What I think: I really like the rule of law. But I also think that it is far safer for teenagers to drink in a controlled environment. The fact that alcohol exist means that we have to accept the consequences of it's existence; the fact that we culturally and socially encourage everyone to drink means that we need to have safeguards in place to minimize the damage. So I think that if parents want to host parties for their kids to drink in a safe place, then so be it - let them. And if other parents want to allow their kids to go to those parties, then also so be it. I don't think that anyone should be allowed to complain about them unless they do not allow their kids to attend and they do anyway. To clarify that last point: parent A should not be allowed to file a complaint about parent B hosting / allowing a party, unless parent A's kids attended without their consent. That satisfies my need for the rule of law as well as the need for a safe environment.

How I relate: I spent many a drunken teenage night in the party room at our apartment building. I don't expect Dad and Mom knew exactly how much we drank there - if they did they might have been less accommodating - but they did know we drank, and they let it do on because it was safer for us. Our friends: they never told their parents, I am certain of that. Had that situation taken place now, in the US, my parents would have been at considerable risk. So that I am in favour of something that I experienced is not really a stretch. And a caveat I always attach: I don't have kids. I know many people who forget pretty much everything they learned growing up once they have their own; so my own view is coloured by that.
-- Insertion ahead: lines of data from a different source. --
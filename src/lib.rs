pub mod batch;
pub mod config;
pub mod daemon;
pub mod engine;
pub mod error;
pub mod ledger;
pub mod lock;
pub mod media;
pub mod paths;
pub mod platform;
pub mod poller;
pub mod policy;
pub mod progress;
pub mod signal;
pub mod transfer;

pub use batch::BatchSummary;
pub use config::{AppConfig, CleanupMode};
pub use daemon::Daemon;
pub use engine::{CycleReport, Engine};
pub use error::Error;
pub use ledger::Ledger;
pub use lock::InstanceLock;
pub use paths::PathTranslator;
pub use progress::{ProgressReporter, SilentReporter};
pub use transfer::{DemoteOutcome, Mover, PromoteOutcome};
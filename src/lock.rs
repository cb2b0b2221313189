use fs2::FileExt;
use std::fs::{self, File, OpenOptions};
use std::io::{ErrorKind, Write};
use std::path::{Path, PathBuf};
use tracing::debug;

use crate::error::{Error, Result};

/// Exclusive advisory lock held for the life of the process. Released
/// when dropped.
#[derive(Debug)]
pub struct InstanceLock {
    file: File,
    path: PathBuf,
}

impl InstanceLock {
    /// Fails with [`Error::LockHeld`] if another process already has it.
    pub fn acquire(path: &Path) -> Result<Self> {
        if let Some(parent) = path.parent() {
            if !parent.as_os_str().is_empty() {
                fs::create_dir_all(parent)?;
            }
        }

        let mut file = OpenOptions::new()
            .create(true)
            .truncate(false)
            .write(true)
            .open(path)?;

        match file.try_lock_exclusive() {
            Ok(()) => {}
            Err(e) if e.kind() == ErrorKind::WouldBlock => {
                return Err(Error::LockHeld(path.to_path_buf()));
            }
            Err(e) => return Err(e.into()),
        }

        file.set_len(0)?;
        writeln!(file, "{}", std::process::id())?;
        debug!("Acquired instance lock {}", path.display());

        Ok(Self {
            file,
            path: path.to_path_buf(),
        })
    }

    pub fn path(&self) -> &Path {
        &self.path
    }
}

impl Drop for InstanceLock {
    fn drop(&mut self) {
        let _ = self.file.unlock();
        debug!("Released instance lock {}", self.path.display());
    }
}
use colored::*;
use indicatif::{ProgressBar, ProgressStyle};
use std::path::Path;
use std::sync::Mutex;
use std::time::Duration;
use stream_cache::{BatchSummary, ProgressReporter};

/// CLI progress reporter: one progress bar per batch command, sized to the
/// number of files found up front.
pub struct CliReporter {
    bar: Mutex<Option<ProgressBar>>,
}

impl CliReporter {
    pub fn new() -> Self {
        Self {
            bar: Mutex::new(None),
        }
    }

    fn set_bar(&self, pb: ProgressBar) {
        if let Ok(mut guard) = self.bar.lock() {
            if let Some(old) = guard.take() {
                old.finish_and_clear();
            }
            *guard = Some(pb);
        }
    }

    fn finish_bar(&self) {
        if let Ok(mut guard) = self.bar.lock() {
            if let Some(pb) = guard.take() {
                pb.finish_and_clear();
            }
        }
    }
}

impl ProgressReporter for CliReporter {
    fn on_batch_start(&self, label: &str, total_files: usize) {
        let pb = ProgressBar::new(total_files as u64);
        let style = ProgressStyle::with_template(
            "  {spinner:.cyan} {prefix} [{bar:30.cyan/dim}] {pos}/{len} {wide_msg}",
        )
        .unwrap_or_else(|_| ProgressStyle::default_bar())
        .progress_chars("━╸─")
        .tick_chars("⠋⠙⠹⠸⠼⠴⠦⠧⠇⠏");
        pb.set_style(style);
        pb.set_prefix(label.to_string());
        pb.enable_steady_tick(Duration::from_millis(80));
        self.set_bar(pb);
    }

    fn on_file(&self, done: usize, path: &Path) {
        if let Ok(guard) = self.bar.lock() {
            if let Some(pb) = guard.as_ref() {
                pb.set_position(done as u64);
                pb.set_message(
                    path.file_name()
                        .map(|f| f.to_string_lossy().into_owned())
                        .unwrap_or_default(),
                );
            }
        }
    }

    fn on_batch_complete(&self, summary: &BatchSummary) {
        self.finish_bar();
        let mark = if summary.success { "✓".green() } else { "✗".red() };
        eprintln!("  {} {}", mark, summary.message);
    }
}
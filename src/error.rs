use std::path::PathBuf;
use thiserror::Error;

#[derive(Error, Debug)]
pub enum Error {
    #[error("IO error: {0}")]
    Io(#[from] std::io::Error),

    #[error("Configuration error: {0}")]
    Config(#[from] config::ConfigError),

    #[error("Invalid configuration: {0}")]
    InvalidConfig(String),

    #[error("HTTP error: {0}")]
    Http(#[from] reqwest::Error),

    #[error("{} is not under the cache root", .0.display())]
    NotUnderCacheRoot(PathBuf),

    #[error("{} is not under the bulk storage root", .0.display())]
    NotUnderBulkRoot(PathBuf),

    #[error("Size mismatch after transfer to {}: expected {expected} bytes, found {actual}", path.display())]
    SizeMismatch {
        path: PathBuf,
        expected: u64,
        actual: u64,
    },

    #[error(
        "Bulk copy {} differs from cache copy {} ({bulk_size} vs {cache_size} bytes), leaving both in place",
        bulk.display(),
        cache.display()
    )]
    DivergentCopy {
        cache: PathBuf,
        bulk: PathBuf,
        cache_size: u64,
        bulk_size: u64,
    },

    #[error("Another instance holds the lock at {}", .0.display())]
    LockHeld(PathBuf),

    #[error("Transfer failed: {0}")]
    Transfer(String),
}

pub type Result<T> = std::result::Result<T, Error>;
I haven't had a post about movies, books, or songs in a while. Maybe I should in that direction. Maybe something about sequels. Or Waffles.

1 comment:

Xmichra said...

first off - waffles.
second - CFL, hands down.
Third - here's my thought.

I know what I did & didn't do, so first thing in my mind is to explain what drinking does, how it impares, and why I drink. Honestly, I think educating your children on how to socially drink isn't horrid or irresponsible. Teaching them about beer bongs, different story.

To add to that, I would much rather have a place where my daughters felt they could hang out, and where I could somewhat keep abs on them. I know not everywhere is "safe", but in *my* experience, nothing terrible happened when i went to a controlled, indoor party. Like your place (so much fun!). However, when I was say, out at the lake, I was put at risk and it was very damaging to say the least. I don't want that specific risk for my kids.

Having said that: i don't see kids choosing to stay in either venue, solidly anyway. They will go to what seems like more fun. So I know that they very well may go to the lake, and that's something you can't control (well, you can, but pretty sure those methods end in teen pregnancy from acting out.. no statistical evidence, just a life observation).

I want to have a home where they hang out in the majority of the time though. I didn't actually drink all that much in high school. When I did, it was a specific occassion, and usually in a well lit, parents are around somewhere environment. And those are the times in highschool that i remember with the most fondness, because they were with a group of actual friends, not every damn person in town. that, makes for way too much chaos.